For a project I work on, we have some JSON that defines a form. This form has to be rendered by our Elm frontend.
serverResponse =
"{ \\"url\\": { \\"tag\\": \\"input\\", \\"type\\": \\"text\\"
, \\"default\\": \\"test\\"
}
}"
This is a key-value map of arbitrary length, where the name field (“url” in the example) can have arbitrary values.
This has to be converted to a List of FormField:
type alias Input =
{ name : String, class : Maybe String
, default : String, type' : String
}
type alias Decimal =
{ name : String, class : Maybe String
, default : Float, type' : String
}
type alias SpecialCase = String
type FormField
= InputField Input
| DecimalField Decimal
| SpecialField SpecialCase
The special case is based on name field. For certain values, only the name has to be decoded.

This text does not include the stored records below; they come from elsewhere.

use predicates::str::diff;

#[test]
fn list_distributions_prints_supported_values() {
    let expected = concat!(
        "Arrival distributions:\n",
        "  exponential (--arrival-rate)\n",
        "  constant-rate (--arrival-rate)\n",
        "  fixed-interval (--arrival-interval)\n",
        "Service distributions:\n",
        "  exponential (--service-rate)\n",
        "  constant (--service-time)\n",
        "  normal (--service-mean, --service-std-dev)\n",
    );

    let mut cmd = assert_cmd::cargo::cargo_bin_cmd!("queue-sim");
    cmd.arg("list-distributions");
    cmd.assert().success().stdout(diff(expected));
}

#[test]
fn show_config_prints_parsed_configuration() {
    let expected = concat!(
        "Metadata:\n",
        "arrival: exponential(rate=5)\n",
        "service: normal(mean=0.15, std_dev=0.05)\n",
        "servers: 3\n",
        "stop: customer-count(100)\n",
        "assignment: release-order\n",
        "seed: 42\n",
    );

    let mut cmd = assert_cmd::cargo::cargo_bin_cmd!("queue-sim");
    cmd.args([
        "show-config",
        "--arrival",
        "exponential",
        "--arrival-rate",
        "5",
        "--service",
        "normal",
        "--service-mean",
        "0.15",
        "--service-std-dev",
        "0.05",
        "--servers",
        "3",
        "--stop-customers",
        "100",
        "--seed",
        "42",
    ]);
    cmd.assert().success().stdout(diff(expected));
}

#[test]
fn optimize_summary_recommends_smallest_valid_count() {
    let expected = concat!(
        "Metadata:\n",
        "objective: minimize-servers\n",
        "servers: 1-3 (2 replications each)\n",
        "constraints: max_avg_utilization=30\n",
        "Comparison:\n",
        "1 servers: avg wait 0.0000, avg queue 0.0000, avg utilization 49.50%, avg served 99.00\n",
        "2 servers: avg wait 0.0000, avg queue 0.0000, avg utilization 24.75%, avg served 99.00\n",
        "3 servers: avg wait 0.0000, avg queue 0.0000, avg utilization 16.50%, avg served 99.00\n",
        "Recommendation: 2 servers\n",
    );

    let mut cmd = assert_cmd::cargo::cargo_bin_cmd!("queue-sim");
    cmd.args([
        "optimize",
        "--arrival",
        "fixed-interval",
        "--arrival-interval",
        "1",
        "--service",
        "constant",
        "--service-time",
        "0.5",
        "--stop-time",
        "100",
        "--min-servers",
        "1",
        "--max-servers",
        "3",
        "--replications",
        "2",
        "--objective",
        "minimize-servers",
        "--max-avg-utilization",
        "30",
        "--format",
        "summary",
    ]);
    cmd.assert().success().stdout(diff(expected));
}

#[test]
fn optimize_without_valid_candidates_still_succeeds() {
    let mut cmd = assert_cmd::cargo::cargo_bin_cmd!("queue-sim");
    cmd.args([
        "optimize",
        "--arrival",
        "fixed-interval",
        "--arrival-interval",
        "1",
        "--service",
        "constant",
        "--service-time",
        "0.5",
        "--stop-time",
        "20",
        "--max-servers",
        "2",
        "--replications",
        "1",
        "--max-avg-utilization",
        "1",
        "--format",
        "summary",
    ]);
    cmd.assert().success().stdout(predicates::str::contains(
        "Recommendation: none (no configuration satisfies constraints)\n",
    ));
}
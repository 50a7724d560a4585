//! Server-count sweep.
//!
//! Every (server count, replication) pair is an independent run with its own
//! engine, so the sweep fans out over rayon and collects results in job order.

use rayon::prelude::*;
use tracing::{info, warn};

use crate::engine::{run_simulation, validate_config};
use crate::error::{Error, Result};
use crate::models::{Constraints, Objective, OptimizationRequest};
use crate::state::{AggregateRow, OptimizationOutcome, ReplicationFailure, RunResult};

pub fn optimize(request: &OptimizationRequest) -> Result<OptimizationOutcome> {
    validate_request(request)?;
    info!(
        min_servers = request.min_servers,
        max_servers = request.max_servers,
        replications = request.replications,
        objective = %request.objective,
        "starting server-count optimization"
    );

    let replications = request.replications;
    let jobs: Vec<(usize, usize)> = (request.min_servers..=request.max_servers)
        .flat_map(|servers| (0..replications).map(move |replication| (servers, replication)))
        .collect();

    let runs: Vec<(usize, usize, Result<RunResult>)> = jobs
        .into_par_iter()
        .map(|(servers, replication)| {
            let mut config = request.base.clone();
            config.servers = servers;
            config.seed = replication_seed(request.base.seed, servers, replications, replication);
            (servers, replication, run_simulation(&config))
        })
        .collect();

    let mut failures = Vec::new();
    let mut comparison = Vec::new();
    let mut runs = runs.into_iter().peekable();
    for servers in request.min_servers..=request.max_servers {
        let mut succeeded = Vec::with_capacity(replications);
        while let Some((_, replication, outcome)) = runs.next_if(|(n, _, _)| *n == servers) {
            match outcome {
                Ok(result) => succeeded.push(result),
                Err(err) => {
                    warn!(servers, replication, error = %err, "replication failed");
                    failures.push(ReplicationFailure {
                        num_servers: servers,
                        replication,
                        error: err.to_string(),
                    });
                }
            }
        }
        let row = aggregate(servers, &succeeded);
        info!(
            num_servers = row.num_servers,
            avg_wait_time = row.avg_wait_time,
            avg_server_utilization = row.avg_server_utilization,
            "candidate evaluated"
        );
        comparison.push(row);
    }

    let valid: Vec<&AggregateRow> = comparison
        .iter()
        .filter(|row| satisfies(row, &request.constraints))
        .collect();
    let recommendation = select(request.objective, &valid).cloned();
    match &recommendation {
        Some(row) => info!(num_servers = row.num_servers, "recommended configuration"),
        None => warn!("no configuration satisfies constraints"),
    }

    Ok(OptimizationOutcome {
        recommendation,
        comparison,
        failures,
    })
}

fn validate_request(request: &OptimizationRequest) -> Result<()> {
    if request.min_servers == 0 || request.min_servers > request.max_servers {
        return Err(Error::InvalidServerRange {
            min: request.min_servers,
            max: request.max_servers,
        });
    }
    if request.replications == 0 {
        return Err(Error::ReplicationsZero);
    }
    let mut probe = request.base.clone();
    probe.servers = request.min_servers;
    validate_config(&probe)
}

/// Distinct, reproducible seed per replication; unseeded sweeps stay unseeded.
pub fn replication_seed(
    base: Option<u64>,
    servers: usize,
    replications: usize,
    replication: usize,
) -> Option<u64> {
    let offset = (servers as u64)
        .wrapping_mul(replications as u64)
        .wrapping_add(replication as u64);
    base.map(|seed| seed.wrapping_add(offset))
}

fn aggregate(num_servers: usize, results: &[RunResult]) -> AggregateRow {
    if results.is_empty() {
        return AggregateRow {
            num_servers,
            avg_wait_time: f64::INFINITY,
            avg_queue_length: f64::INFINITY,
            avg_server_utilization: f64::INFINITY,
            avg_total_served: 0.0,
            replications: 0,
        };
    }
    let n = results.len() as f64;
    let mean = |metric: fn(&RunResult) -> f64| results.iter().map(metric).sum::<f64>() / n;
    AggregateRow {
        num_servers,
        avg_wait_time: mean(|r| r.avg_wait_time),
        avg_queue_length: mean(|r| r.avg_queue_length),
        avg_server_utilization: mean(|r| r.avg_server_utilization),
        avg_total_served: mean(|r| r.total_served as f64),
        replications: results.len(),
    }
}

fn satisfies(row: &AggregateRow, constraints: &Constraints) -> bool {
    let within = |limit: Option<f64>, value: f64| limit.map_or(true, |max| value <= max);
    row.replications > 0
        && within(constraints.max_avg_wait_time, row.avg_wait_time)
        && within(constraints.max_avg_utilization, row.avg_server_utilization)
        && within(constraints.max_avg_queue_length, row.avg_queue_length)
}

/// Picks the best row; ties keep the earliest row, i.e. the fewest servers.
fn select<'a>(objective: Objective, valid: &[&'a AggregateRow]) -> Option<&'a AggregateRow> {
    let mut best: Option<&AggregateRow> = None;
    for &row in valid {
        let better = match best {
            None => true,
            Some(current) => match objective {
                Objective::MinimizeWait => row.avg_wait_time < current.avg_wait_time,
                Objective::MinimizeServers => {
                    row.num_servers < current.num_servers
                        || (row.num_servers == current.num_servers
                            && row.avg_wait_time < current.avg_wait_time)
                }
                Objective::MaximizeThroughput => row.avg_total_served > current.avg_total_served,
            },
        };
        if better {
            best = Some(row);
        }
    }
    best
}
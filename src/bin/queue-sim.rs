use queue_sim::config::{self, Command, FormatArg};
use queue_sim::engine;
use queue_sim::error::Result;
use queue_sim::optimizer;
use queue_sim::output::{self, Formatter, HumanFormatter, JsonFormatter, SummaryFormatter};
use tracing_subscriber::EnvFilter;

fn main() {
    if let Err(err) = run() {
        eprintln!("Error: {}", err);
        std::process::exit(1);
    }
}

fn run() -> Result<()> {
    let args = config::parse_args()?;
    init_tracing(args.verbose);

    match args.command {
        Command::Run(run) => {
            let config = config::build_sim_config(&run.scenario)?;
            let result = engine::run_simulation(&config)?;
            print!("{}", formatter_for(run.format).write_run(&config, &result)?);
        }
        Command::Optimize(opt) => {
            let request = config::build_optimization(&opt)?;
            let outcome = optimizer::optimize(&request)?;
            print!(
                "{}",
                formatter_for(opt.format).write_optimization(&request, &outcome)?
            );
        }
        Command::ShowConfig(scenario) => {
            let config = config::build_sim_config(&scenario)?;
            engine::validate_config(&config)?;
            print!("{}", output::show_config(&config)?);
        }
        Command::ListDistributions => print!("{}", output::list_distributions()),
    }

    Ok(())
}

fn init_tracing(verbose: bool) {
    let default = if verbose { "debug" } else { "warn" };
    let filter = EnvFilter::try_from_default_env().unwrap_or_else(|_| EnvFilter::new(default));
    tracing_subscriber::fmt()
        .with_env_filter(filter)
        .with_writer(std::io::stderr)
        .with_target(false)
        .init();
}

fn formatter_for(format: FormatArg) -> Box<dyn Formatter> {
    match format {
        FormatArg::Human => Box::new(HumanFormatter),
        FormatArg::Summary => Box::new(SummaryFormatter),
        FormatArg::Json => Box::new(JsonFormatter),
    }
}
//! # Notify Exchange
//!
//! 외부 시세 API 연동과 응답 정규화를 담당합니다.
//!
//! - [`chart`]: 차트 API 응답 구조체
//! - [`normalize`]: 응답 → 종목 상세 정보 + 일별 레코드
//! - [`ChartSource`]: 데이터 소스 trait
//! - [`YahooChartClient`]: Yahoo Finance 구현

pub mod chart;
pub mod error;
pub mod normalize;
pub mod traits;
pub mod yahoo;

pub use chart::ChartResponse;
pub use error::{ExchangeError, Result};
pub use normalize::{normalize, resolve_previous_close, NormalizeError, NormalizedChart, SkippedTick};
pub use traits::{fetch_normalized, ChartSource};
pub use yahoo::YahooChartClient;
//! tracing 기반 로깅 초기화.
//!
//! 출력 형식은 세 가지를 지원합니다:
//! - **pretty**: 로컬 실행용
//! - **json**: 배치 작업 로그 수집용
//! - **compact**: 한 줄 요약

use crate::config::LoggingConfig;
use tracing_subscriber::{
    fmt::{self, format::FmtSpan},
    layer::SubscriberExt,
    util::SubscriberInitExt,
    EnvFilter, Layer, Registry,
};

/// 로그 출력 형식.
#[derive(Debug, Clone, Copy, PartialEq, Eq, Default)]
pub enum LogFormat {
    #[default]
    Pretty,
    Json,
    Compact,
}

impl std::str::FromStr for LogFormat {
    type Err = String;

    fn from_str(s: &str) -> Result<Self, Self::Err> {
        match s.to_lowercase().as_str() {
            "pretty" => Ok(Self::Pretty),
            "json" => Ok(Self::Json),
            "compact" => Ok(Self::Compact),
            _ => Err(format!("Unknown log format: {}", s)),
        }
    }
}

/// 로깅 설정.
#[derive(Debug, Clone)]
pub struct LogConfig {
    /// 필터 지시문 (예: "info", "notify_collector=debug")
    pub level: String,
    pub format: LogFormat,
    /// span 진입/종료 이벤트 출력 여부
    pub with_span_events: bool,
    /// 파일명과 줄 번호 출력 여부
    pub with_file: bool,
}

impl Default for LogConfig {
    fn default() -> Self {
        Self {
            level: "info".to_string(),
            format: LogFormat::Pretty,
            with_span_events: false,
            with_file: false,
        }
    }
}

impl LogConfig {
    pub fn new(level: impl Into<String>) -> Self {
        Self {
            level: level.into(),
            ..Default::default()
        }
    }

    pub fn with_format(mut self, format: LogFormat) -> Self {
        self.format = format;
        self
    }

    pub fn with_span_events(mut self, enabled: bool) -> Self {
        self.with_span_events = enabled;
        self
    }

    /// 설정 파일의 `[logging]` 섹션에서 생성합니다.
    ///
    /// 형식 문자열을 해석할 수 없으면 pretty를 사용합니다.
    pub fn from_settings(settings: &LoggingConfig) -> Self {
        let format = settings.format.parse().unwrap_or_default();
        Self::new(settings.level.clone()).with_format(format)
    }
}

/// 로깅 시스템을 초기화합니다.
///
/// `RUST_LOG`가 설정되어 있으면 `config.level`보다 우선합니다.
///
/// ```no_run
/// use notify_core::logging::{init_logging, LogConfig, LogFormat};
///
/// init_logging(LogConfig::new("debug").with_format(LogFormat::Json)).unwrap();
/// ```
pub fn init_logging(config: LogConfig) -> Result<(), Box<dyn std::error::Error + Send + Sync>> {
    let env_filter =
        EnvFilter::try_from_default_env().or_else(|_| EnvFilter::try_new(&config.level))?;

    let span_events = if config.with_span_events {
        FmtSpan::NEW | FmtSpan::CLOSE
    } else {
        FmtSpan::NONE
    };

    let fmt_layer: Box<dyn Layer<Registry> + Send + Sync> = match config.format {
        LogFormat::Pretty => fmt::layer()
            .pretty()
            .with_file(config.with_file)
            .with_line_number(config.with_file)
            .with_span_events(span_events)
            .boxed(),
        LogFormat::Json => fmt::layer()
            .json()
            .with_file(config.with_file)
            .with_line_number(config.with_file)
            .with_span_events(span_events)
            .boxed(),
        LogFormat::Compact => fmt::layer()
            .compact()
            .with_file(config.with_file)
            .with_line_number(config.with_file)
            .with_span_events(span_events)
            .boxed(),
    };

    tracing_subscriber::registry()
        .with(fmt_layer)
        .with(env_filter)
        .try_init()?;

    tracing::debug!(
        format = ?config.format,
        level = %config.level,
        "로깅 초기화 완료"
    );

    Ok(())
}

/// 심볼 필드가 포함된 span을 생성하는 매크로.
#[macro_export]
macro_rules! symbol_span {
    ($name:expr, $symbol:expr) => {
        tracing::info_span!($name, symbol = %$symbol)
    };
    ($name:expr, $symbol:expr, $job:expr) => {
        tracing::info_span!($name, symbol = %$symbol, job = %$job)
    };
}

#[cfg(test)]
mod tests {
    use super::*;

    #[test]
    fn test_log_format_from_str() {
        assert_eq!("pretty".parse::<LogFormat>().unwrap(), LogFormat::Pretty);
        assert_eq!("JSON".parse::<LogFormat>().unwrap(), LogFormat::Json);
        assert_eq!("compact".parse::<LogFormat>().unwrap(), LogFormat::Compact);
        assert!("xml".parse::<LogFormat>().is_err());
    }

    #[test]
    fn test_log_config_from_settings() {
        let settings = LoggingConfig {
            level: "debug".to_string(),
            format: "json".to_string(),
        };
        let config = LogConfig::from_settings(&settings);
        assert_eq!(config.level, "debug");
        assert_eq!(config.format, LogFormat::Json);

        let fallback = LogConfig::from_settings(&LoggingConfig {
            level: "info".to_string(),
            format: "xml".to_string(),
        });
        assert_eq!(fallback.format, LogFormat::Pretty);
    }
}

Now let’s say that there is a special case, where the name of a key-value pair determines the return type (messy json, remember?) Things get tricky.
Because the key-value map is of arbitrary length, the Decode.object*
functions won’t be of much use. The only way to decode this json is to use Decode.keyValuePairs
:
keyValuePairs : Decoder a -> Decoder (List (String, a))
The problem is that the type of the second argument - the value decoder - depends on the result of the first argument - the key decoder. There is no way to get that result. Painted into a corner…
value to the rescue
For nasty problems like this, Decode
provides Decode.value
. This type makes it possible to put off decoding until later.
serverResponse =
"{ \\"url\\": { \\"tag\\": \\"input\\", \\"type\\": \\"text\\"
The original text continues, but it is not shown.